## What needs to be done
Keep each line of the material that includes "format", and leave out the rest.

## The input

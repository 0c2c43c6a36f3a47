//! Completion client for an OpenAI-compatible chat completions API.
//!
//! Two layers:
//!
//! - **[`CompletionService`]**: the raw transport. [`OpenAiCompatibleService`]
//!   POSTs `{model, messages, max_output_tokens, temperature}` with a bearer
//!   token and returns `choices[0].message.content`, or an error.
//! - **[`CompletionClient`]**: the "always respond" policy over any service.
//!   Blank content becomes a random fallback message; any error becomes a
//!   fixed apology. It never returns an empty string and never retries.

use anyhow::{anyhow, bail, Context, Result};
use async_trait::async_trait;
use rand::seq::SliceRandom;
use serde::Serialize;
use std::sync::Arc;
use std::time::Duration;

use crate::config::CompletionConfig;

/// Canned replies used when the service answers with nothing.
pub const FALLBACK_MESSAGES: [&str; 4] = [
    "Hmm, I'm not sure about that, but I can help you figure it out!",
    "Good question! I don't have that info yet, but here's something useful…",
    "I don't know exactly, but let me give you a tip that might help!",
    "That's tricky! Let's explore together.",
];

/// Reply used when the request fails outright.
pub const APOLOGY: &str = "Oops! Something went wrong while fetching the answer. \
But I'm still here to help, feel free to ask anything!";

#[derive(Debug, Clone, Serialize, PartialEq)]
pub struct ChatMessage {
    pub role: String,
    pub content: String,
}

impl ChatMessage {
    pub fn system(content: impl Into<String>) -> Self {
        Self {
            role: "system".to_string(),
            content: content.into(),
        }
    }

    pub fn user(content: impl Into<String>) -> Self {
        Self {
            role: "user".to_string(),
            content: content.into(),
        }
    }
}

/// Request body sent to the completion endpoint.
#[derive(Debug, Clone, Serialize, PartialEq)]
pub struct CompletionRequest {
    pub model: String,
    pub messages: Vec<ChatMessage>,
    pub max_output_tokens: u32,
    pub temperature: f32,
}

/// Raw access to a completion backend.
#[async_trait]
pub trait CompletionService: Send + Sync {
    /// Returns the untrimmed content of the first choice. `null` content is
    /// returned as an empty string.
    async fn complete(&self, request: &CompletionRequest) -> Result<String>;
}

/// HTTP transport for OpenAI-compatible endpoints (OpenRouter by default).
pub struct OpenAiCompatibleService {
    client: reqwest::Client,
    endpoint: String,
    api_key: String,
}

impl OpenAiCompatibleService {
    pub fn new(config: &CompletionConfig, api_key: String) -> Result<Self> {
        let client = reqwest::Client::builder()
            .timeout(Duration::from_secs(config.timeout_secs))
            .build()
            .context("Failed to create HTTP client")?;

        Ok(Self {
            client,
            endpoint: config.endpoint.clone(),
            api_key,
        })
    }
}

#[async_trait]
impl CompletionService for OpenAiCompatibleService {
    async fn complete(&self, request: &CompletionRequest) -> Result<String> {
        let response = self
            .client
            .post(&self.endpoint)
            .header("Authorization", format!("Bearer {}", self.api_key))
            .header("Content-Type", "application/json")
            .json(request)
            .send()
            .await
            .context("completion request failed")?;

        let status = response.status();
        if !status.is_success() {
            let body_text = response.text().await.unwrap_or_default();
            bail!("completion API error {}: {}", status, body_text);
        }

        let json: serde_json::Value = response
            .json()
            .await
            .context("completion response is not JSON")?;
        parse_completion_response(&json)
    }
}

/// Extracts `choices[0].message.content`.
///
/// A missing choice or message is an error; a `null` content is treated as
/// an empty reply.
pub fn parse_completion_response(json: &serde_json::Value) -> Result<String> {
    let message = json
        .get("choices")
        .and_then(|c| c.get(0))
        .and_then(|c| c.get("message"))
        .ok_or_else(|| anyhow!("response has no choices[0].message"))?;

    match message.get("content") {
        Some(serde_json::Value::String(s)) => Ok(s.clone()),
        Some(serde_json::Value::Null) => Ok(String::new()),
        Some(other) => bail!("message.content is not a string: {}", other),
        None => bail!("response has no choices[0].message.content"),
    }
}

/// Where a reply came from.
#[derive(Debug, Clone, Copy, PartialEq, Eq, Serialize)]
#[serde(rename_all = "snake_case")]
pub enum ReplySource {
    Completion,
    Fallback,
    Apology,
    NoKnowledge,
}

#[derive(Debug, Clone, PartialEq, Eq)]
pub struct Reply {
    pub text: String,
    pub source: ReplySource,
}

/// Policy wrapper that always yields a non-empty reply.
#[derive(Clone)]
pub struct CompletionClient {
    service: Arc<dyn CompletionService>,
    model: String,
    max_output_tokens: u32,
    temperature: f32,
}

impl CompletionClient {
    pub fn new(service: Arc<dyn CompletionService>, config: &CompletionConfig) -> Self {
        Self {
            service,
            model: config.model.clone(),
            max_output_tokens: config.max_output_tokens,
            temperature: config.temperature,
        }
    }

    /// Builds the HTTP-backed client from configuration.
    pub fn from_config(config: &CompletionConfig, api_key: String) -> Result<Self> {
        let service = OpenAiCompatibleService::new(config, api_key)?;
        Ok(Self::new(Arc::new(service), config))
    }

    pub fn build_request(&self, system_instruction: &str, content: &str) -> CompletionRequest {
        CompletionRequest {
            model: self.model.clone(),
            messages: vec![ChatMessage::system(system_instruction), ChatMessage::user(content)],
            max_output_tokens: self.max_output_tokens,
            temperature: self.temperature,
        }
    }

    /// Sends one request. Never fails and never returns an empty reply.
    pub async fn respond(&self, system_instruction: &str, content: &str) -> Reply {
        let request = self.build_request(system_instruction, content);
        match self.service.complete(&request).await {
            Ok(raw) => {
                let text = raw.trim();
                if text.is_empty() {
                    Reply {
                        text: pick_fallback().to_string(),
                        source: ReplySource::Fallback,
                    }
                } else {
                    Reply {
                        text: text.to_string(),
                        source: ReplySource::Completion,
                    }
                }
            }
            Err(e) => {
                tracing::warn!(error = %format!("{:#}", e), "completion failed");
                Reply {
                    text: APOLOGY.to_string(),
                    source: ReplySource::Apology,
                }
            }
        }
    }
}

fn pick_fallback() -> &'static str {
    FALLBACK_MESSAGES
        .choose(&mut rand::thread_rng())
        .copied()
        .unwrap_or(FALLBACK_MESSAGES[0])
}

#[cfg(test)]
mod tests {
    use super::*;
    use serde_json::json;
    use std::sync::Mutex;

    struct Scripted {
        result: Mutex<Option<Result<String>>>,
        seen: Mutex<Vec<CompletionRequest>>,
    }

    impl Scripted {
        fn new(result: Result<String>) -> Arc<Self> {
            Arc::new(Self {
                result: Mutex::new(Some(result)),
                seen: Mutex::new(Vec::new()),
            })
        }
    }

    #[async_trait]
    impl CompletionService for Scripted {
        async fn complete(&self, request: &CompletionRequest) -> Result<String> {
            self.seen.lock().unwrap().push(request.clone());
            self.result
                .lock()
                .unwrap()
                .take()
                .unwrap_or_else(|| Err(anyhow!("called twice")))
        }
    }

    fn client(service: Arc<Scripted>) -> CompletionClient {
        CompletionClient::new(service, &CompletionConfig::default())
    }

    #[test]
    fn parses_first_choice_content() {
        let body = json!({"choices": [{"message": {"role": "assistant", "content": " hi "}}]});
        assert_eq!(parse_completion_response(&body).unwrap(), " hi ");
    }

    #[test]
    fn null_content_is_empty() {
        let body = json!({"choices": [{"message": {"content": null}}]});
        assert_eq!(parse_completion_response(&body).unwrap(), "");
    }

    #[test]
    fn missing_fields_are_errors() {
        assert!(parse_completion_response(&json!({})).is_err());
        assert!(parse_completion_response(&json!({"choices": []})).is_err());
        assert!(parse_completion_response(&json!({"choices": [{"message": {}}]})).is_err());
        assert!(parse_completion_response(&json!({"error": {"message": "quota"}})).is_err());
    }

    #[tokio::test]
    async fn trims_successful_reply() {
        let svc = Scripted::new(Ok("  He is a software engineer.\n".to_string()));
        let reply = client(svc.clone()).respond("sys", "content").await;
        assert_eq!(reply.text, "He is a software engineer.");
        assert_eq!(reply.source, ReplySource::Completion);

        let seen = svc.seen.lock().unwrap();
        assert_eq!(seen.len(), 1);
        assert_eq!(seen[0].messages[0], ChatMessage::system("sys"));
        assert_eq!(seen[0].messages[1], ChatMessage::user("content"));
        assert_eq!(seen[0].max_output_tokens, 80);
    }

    #[tokio::test]
    async fn blank_reply_uses_fallback() {
        let reply = client(Scripted::new(Ok(" \n ".to_string())))
            .respond("sys", "c")
            .await;
        assert_eq!(reply.source, ReplySource::Fallback);
        assert!(FALLBACK_MESSAGES.contains(&reply.text.as_str()));
    }

    #[tokio::test]
    async fn errors_become_apology_without_retry() {
        let svc = Scripted::new(Err(anyhow!("timed out")));
        let reply = client(svc.clone()).respond("sys", "c").await;
        assert_eq!(reply.text, APOLOGY);
        assert_eq!(reply.source, ReplySource::Apology);
        assert_eq!(svc.seen.lock().unwrap().len(), 1);
    }

    #[test]
    fn request_serializes_wire_fields() {
        let req = client(Scripted::new(Ok(String::new()))).build_request("s", "u");
        let v = serde_json::to_value(&req).unwrap();
        assert_eq!(v["model"], "nvidia/nemotron-3-nano-30b-a3b:free");
        assert_eq!(v["messages"][0]["role"], "system");
        assert_eq!(v["messages"][1]["role"], "user");
        assert_eq!(v["max_output_tokens"], 80);
        assert!(v.get("temperature").is_some());
    }
}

## The completed task
            .header("Authorization", format!("Bearer {}", self.api_key))
                tracing::warn!(error = %format!("{:#}", e), "completion failed");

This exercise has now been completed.